Kids and Babies First Aid Courses for Parents
It’s not until we become parents that we truly realise the depth of concern that is possible for our tiny children. We’ll wear many hats as we embark on the adventure that is parenthood, from entertainer to chef, cheer-leading squad to taxi driver, but one that will come up time and again is that of ‘nurse’. However, many of us find some basic first aid scenarios daunting, overwhelming, and worry that we simply don’t know what to do. Mix this with our natural parenting anxieties, and it’s a worrying time bomb. Take a First Aid Course for Babies or Kids and you’ll be primed and ready for action, should the need arise.
More than 2 million children per year find themselves in A&E due to an accident in or around the home. Would you know what to do if it was your child? How to give them the best chance of recovery involves knowing specifically about paediatric first aid.
Kids and Babies First Aid vs. Regular First Aid
There are a surprising number of differences in how you treat a child or infant requiring first aid, compared to an adult. CPR and choking alleviation techniques are hugely different. Children and babies are also more susceptible to certain types of injuries, such as scalds, and health events, such as febrile convulsions.
Furthermore, children and babies are rarely their own best advocates, frequently finding themselves hurt or unwell through lack of experience. Paediatric first aid scenarios are further compounded by a young child’s natural panic and anxiety. All of these variables make kids and babies first aid a completely different kettle of fish to adult first aid.
Why Should Parents be Trained in Kids and Babies First Aid Courses?
When babies and children are in childcare, or at school, they are always near to a paediatric first aider. Given most children and babies spend the majority of the time with their parents, and the vast majority of accidents happen in the home, it makes sense that our parenting repertoire should also include skills to draw on in a first aid scenario.

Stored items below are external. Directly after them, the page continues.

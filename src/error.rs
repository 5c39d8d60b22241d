use axum::http::StatusCode;
use axum::response::{IntoResponse, Response};

#[derive(Debug)]
pub enum AppError {
    Database(sqlx::Error),
    Template(askama::Error),
    NotFound,
}

impl IntoResponse for AppError {
    fn into_response(self) -> Response {
        match self {
            AppError::NotFound => (StatusCode::NOT_FOUND, "Not found").into_response(),
            AppError::Database(e) => {
                tracing::error!("Database error: {e}");
                (StatusCode::INTERNAL_SERVER_ERROR, "Internal server error").into_response()
            }
            AppError::Template(e) => {
                tracing::error!("Template error: {e}");
                (StatusCode::INTERNAL_SERVER_ERROR, "Internal server error").into_response()
            }
        }
    }
}

impl From<sqlx::Error> for AppError {
    fn from(e: sqlx::Error) -> Self {
        AppError::Database(e)
    }
}

impl From<askama::Error> for AppError {
    fn from(e: askama::Error) -> Self {
        AppError::Template(e)
    }
}
pub mod clock;
pub mod config;
pub mod db;
pub mod error;
pub mod models;
pub mod routes;
pub mod store;
pub mod view;

pub const STATIC_HASH: &str = env!("STATIC_HASH");

use axum::http::{header, HeaderValue};
use axum::{routing::get, Router};
use tower::ServiceBuilder;
use tower_http::{
    services::ServeDir,
    set_header::SetResponseHeaderLayer,
    trace::{DefaultOnRequest, DefaultOnResponse, TraceLayer},
};
use tracing::Level;

use crate::error::AppError;
use crate::store::EntryStore;

#[derive(Clone)]
pub struct AppState {
    pub store: EntryStore,
}

async fn health() -> &'static str {
    "ok"
}

async fn not_found() -> AppError {
    AppError::NotFound
}

/// Build the full Axum application router.
///
/// Caller is responsible for opening the store (and running migrations on its
/// pool) beforehand, and for closing it once the server has stopped.
pub fn build_app(store: EntryStore) -> Router {
    let state = AppState { store };

    Router::new()
        .route("/health", get(health))
        .merge(routes::entries::router())
        .merge(routes::export::router())
        .nest_service(
            "/static",
            ServiceBuilder::new()
                .layer(SetResponseHeaderLayer::overriding(
                    header::CACHE_CONTROL,
                    HeaderValue::from_static("public, max-age=86400"),
                ))
                .service(ServeDir::new("static")),
        )
        .fallback(not_found)
        .layer(
            TraceLayer::new_for_http()
                .on_request(DefaultOnRequest::new().level(Level::INFO))
                .on_response(DefaultOnResponse::new().level(Level::INFO)),
        )
        .with_state(state)
}
use lostfound::{config::Config, db, store::EntryStore};
use tokio::net::TcpListener;

#[tokio::main]
async fn main() -> Result<(), Box<dyn std::error::Error>> {
    tracing_subscriber::fmt::init();

    let config = Config::from_env()?;
    let pool = db::init_pool(&config.database_url).await?;
    let store = EntryStore::new(pool);

    let app = lostfound::build_app(store.clone());

    let listener = TcpListener::bind(config.bind_addr).await?;
    tracing::info!("listening on {}", config.bind_addr);

    axum::serve(listener, app)
        .with_graceful_shutdown(shutdown_signal())
        .await?;

    store.close().await;
    tracing::info!("store closed");
    Ok(())
}

async fn shutdown_signal() {
    if let Err(e) = tokio::signal::ctrl_c().await {
        tracing::error!("failed to listen for shutdown signal: {e}");
        std::future::pending::<()>().await;
    }
    tracing::info!("shutting down");
}
use axum::{
    extract::{Path, State},
    response::{Html, IntoResponse, Redirect},
    routing::get,
    Form, Router,
};
use serde::Deserialize;

use crate::error::AppError;
use crate::view::{self, HomeView};
use crate::AppState;

/// Both fields are optional so that a request missing one is absorbed like a
/// blank one instead of being rejected by the extractor.
#[derive(Debug, Default, Deserialize)]
pub struct SubmitForm {
    content: Option<String>,
    feeling: Option<String>,
}

impl SubmitForm {
    /// The submitted pair, if both fields are present and not blank.
    fn accepted(&self) -> Option<(&str, &str)> {
        let content = self.content.as_deref().filter(|s| !s.trim().is_empty())?;
        let feeling = self.feeling.as_deref().filter(|s| !s.trim().is_empty())?;
        Some((content, feeling))
    }
}

pub fn router() -> Router<AppState> {
    Router::new()
        .route("/", get(list_entries).post(submit_entry))
        .route("/filter/{feeling}", get(filter_entries))
}

async fn list_entries(State(state): State<AppState>) -> Result<impl IntoResponse, AppError> {
    let entries = state.store.list_all().await?;
    let distinct = state.store.distinct_feelings().await?;

    let view = HomeView::build(entries, distinct, None);
    Ok(Html(view::render(&view)?))
}

async fn filter_entries(
    State(state): State<AppState>,
    Path(feeling): Path<String>,
) -> Result<impl IntoResponse, AppError> {
    let entries = state.store.list_by_feeling(&feeling).await?;
    let distinct = state.store.distinct_feelings().await?;

    let view = HomeView::build(entries, distinct, Some(feeling));
    Ok(Html(view::render(&view)?))
}

async fn submit_entry(
    State(state): State<AppState>,
    Form(form): Form<SubmitForm>,
) -> Result<impl IntoResponse, AppError> {
    match form.accepted() {
        Some((content, feeling)) => {
            let entry = state.store.create(content, feeling).await?;
            tracing::info!(id = entry.id, feeling = %entry.feeling, "entry released");
        }
        None => tracing::debug!("discarding blank submission"),
    }

    Ok(Redirect::to("/"))
}
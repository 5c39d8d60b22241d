pub mod entry;

pub use entry::{Entry, Feeling};
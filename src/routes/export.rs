use axum::{
    extract::State,
    http::{header, HeaderMap, HeaderValue},
    response::IntoResponse,
    routing::get,
    Json, Router,
};
use serde::Serialize;

use crate::error::AppError;
use crate::models::Entry;
use crate::AppState;

#[derive(Serialize)]
struct ExportData {
    exported_at: String,
    entries: Vec<Entry>,
}

pub fn router() -> Router<AppState> {
    Router::new().route("/export", get(export_data))
}

async fn export_data(State(state): State<AppState>) -> Result<impl IntoResponse, AppError> {
    let entries = state.store.list_all().await?;

    let now = chrono::Utc::now();
    let export = ExportData {
        exported_at: now.to_rfc3339(),
        entries,
    };

    let filename = format!("lostfound-export-{}.json", now.format("%Y-%m-%d"));
    let content_disposition = format!("attachment; filename=\"{}\"", filename);

    let mut headers = HeaderMap::new();
    headers.insert(header::CONTENT_TYPE, HeaderValue::from_static("application/json"));
    if let Ok(value) = HeaderValue::from_str(&content_disposition) {
        headers.insert(header::CONTENT_DISPOSITION, value);
    }

    Ok((headers, Json(export)))
}
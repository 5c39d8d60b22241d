use sqlx::SqlitePool;
use std::sync::Arc;

use crate::clock::{Clock, SystemClock};
use crate::models::entry::{timestamp_text, Entry};

/// Persistence for journal entries.
///
/// Cloning is cheap: clones share the same pool and clock. Ids and
/// timestamps are always assigned here, never by callers.
#[derive(Clone, Debug)]
pub struct EntryStore {
    pool: SqlitePool,
    clock: Arc<dyn Clock>,
}

impl EntryStore {
    pub fn new(pool: SqlitePool) -> Self {
        Self::with_clock(pool, Arc::new(SystemClock))
    }

    pub fn with_clock(pool: SqlitePool, clock: Arc<dyn Clock>) -> Self {
        Self { pool, clock }
    }

    /// Insert a new entry. Callers are expected to have checked that both
    /// fields are non-empty.
    pub async fn create(&self, content: &str, feeling: &str) -> Result<Entry, sqlx::Error> {
        let timestamp = timestamp_text(self.clock.now());

        let entry: Entry = sqlx::query_as(
            r#"
            INSERT INTO entries (content, feeling, timestamp)
            VALUES (?, ?, ?)
            RETURNING id, content, feeling, timestamp
            "#,
        )
        .bind(content)
        .bind(feeling)
        .bind(&timestamp)
        .fetch_one(&self.pool)
        .await?;

        tracing::debug!(id = entry.id, feeling = %entry.feeling, "entry created");
        Ok(entry)
    }

    /// Every entry, newest first.
    pub async fn list_all(&self) -> Result<Vec<Entry>, sqlx::Error> {
        sqlx::query_as(
            r#"
            SELECT id, content, feeling, timestamp
            FROM entries
            ORDER BY timestamp DESC, id DESC
            "#,
        )
        .fetch_all(&self.pool)
        .await
    }

    /// Entries whose feeling is exactly `feeling` (case-sensitive), newest first.
    pub async fn list_by_feeling(&self, feeling: &str) -> Result<Vec<Entry>, sqlx::Error> {
        sqlx::query_as(
            r#"
            SELECT id, content, feeling, timestamp
            FROM entries
            WHERE feeling = ?
            ORDER BY timestamp DESC, id DESC
            "#,
        )
        .bind(feeling)
        .fetch_all(&self.pool)
        .await
    }

    /// Each feeling present in storage once, ascending.
    pub async fn distinct_feelings(&self) -> Result<Vec<String>, sqlx::Error> {
        let rows: Vec<(String,)> =
            sqlx::query_as("SELECT DISTINCT feeling FROM entries ORDER BY feeling")
                .fetch_all(&self.pool)
                .await?;

        Ok(rows.into_iter().map(|(feeling,)| feeling).collect())
    }

    pub async fn close(&self) {
        self.pool.close().await;
    }
}
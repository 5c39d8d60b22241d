use chrono::{DateTime, SecondsFormat, Utc};
use serde::{Deserialize, Serialize};
use sqlx::FromRow;

/// The feelings offered by the submission form, in display order.
///
/// Stored entries carry their feeling as plain text; the store accepts any
/// non-empty value, so this list only drives the dropdown.
#[derive(Debug, Clone, Copy, PartialEq, Eq)]
pub enum Feeling {
    Bittersweet,
    Regret,
    Epic,
    Melancholy,
    Nostalgic,
    Hopeful,
    Curious,
    Wistful,
    Ethereal,
    Haunting,
}

impl Feeling {
    pub const ALL: [Feeling; 10] = [
        Feeling::Bittersweet,
        Feeling::Regret,
        Feeling::Epic,
        Feeling::Melancholy,
        Feeling::Nostalgic,
        Feeling::Hopeful,
        Feeling::Curious,
        Feeling::Wistful,
        Feeling::Ethereal,
        Feeling::Haunting,
    ];

    pub const fn as_str(&self) -> &'static str {
        match self {
            Feeling::Bittersweet => "bittersweet",
            Feeling::Regret => "regret",
            Feeling::Epic => "epic",
            Feeling::Melancholy => "melancholy",
            Feeling::Nostalgic => "nostalgic",
            Feeling::Hopeful => "hopeful",
            Feeling::Curious => "curious",
            Feeling::Wistful => "wistful",
            Feeling::Ethereal => "ethereal",
            Feeling::Haunting => "haunting",
        }
    }
}

#[derive(Debug, Clone, PartialEq, Eq, Serialize, Deserialize, FromRow)]
pub struct Entry {
    pub id: i64,
    pub content: String,
    pub feeling: String,
    /// RFC 3339, UTC, microsecond precision. Fixed width so that text order
    /// matches chronological order in SQL.
    pub timestamp: String,
}

impl Entry {
    pub fn created_at(&self) -> Option<DateTime<Utc>> {
        self.timestamp.parse().ok()
    }
}

/// Render an instant in the form stored in `entries.timestamp`.
pub fn timestamp_text(at: DateTime<Utc>) -> String {
    at.to_rfc3339_opts(SecondsFormat::Micros, true)
}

A kids and babies first aid course for parents specifically addresses the highest risk first aid scenarios you may encounter as a parent. Furthermore, as they are specifically aimed at parents they are delivered knowing that in such events emotions will be running high.
When something happens that threatens or hurts our child it can be difficult to think clearly. Having expert knowledge to draw on, rather than rely on remaining calm in a crisis, can be the difference between doing the right thing and making it worse.
A paediatric first aid course will give you the confidence to handle home-based first aid scenarios: from allergy reactions to cuts and grazes, and burns to choking and CPR. Additionally, it will give you the real factual information you need as a parent to understand hazards in the home, and how you can keep your baby and children safe. The result is confident parents who feel ‘up to the job’ of wearing the ‘nurses hat’ when on the frontline of a first aid situation.
Where Can I Find a Kids and Babies First Aid Course for Parents?
Fortunately, this is a growing area of courses for parents, meaning wherever you are in the UK you shouldn’t be too far from a paediatric first aid course near you. Several businesses are springing up running Parenting First Aid courses, such as Daisy First Aid .
In addition, both the St John’s Ambulance and the British Red Cross run kids and babies first aid courses. To find your nearest St John’s Ambulance paediatric first aid course see here and for Red Cross courses see here.
These courses will cover the basics of how to assess a child or baby first aid situation, how to make decisions, and what care you can give. The courses typically cover CPR, shock, fever treatment (including convulsions and fits), rash management (and meningitis warning signs), choking, bleeding and head injuries.
Armed with the knowledge from a kids and babies first aid course, you can feel confident whatever your little one throws at you, whether that’s a spoonful of their yoghurt, or a worrying looking event.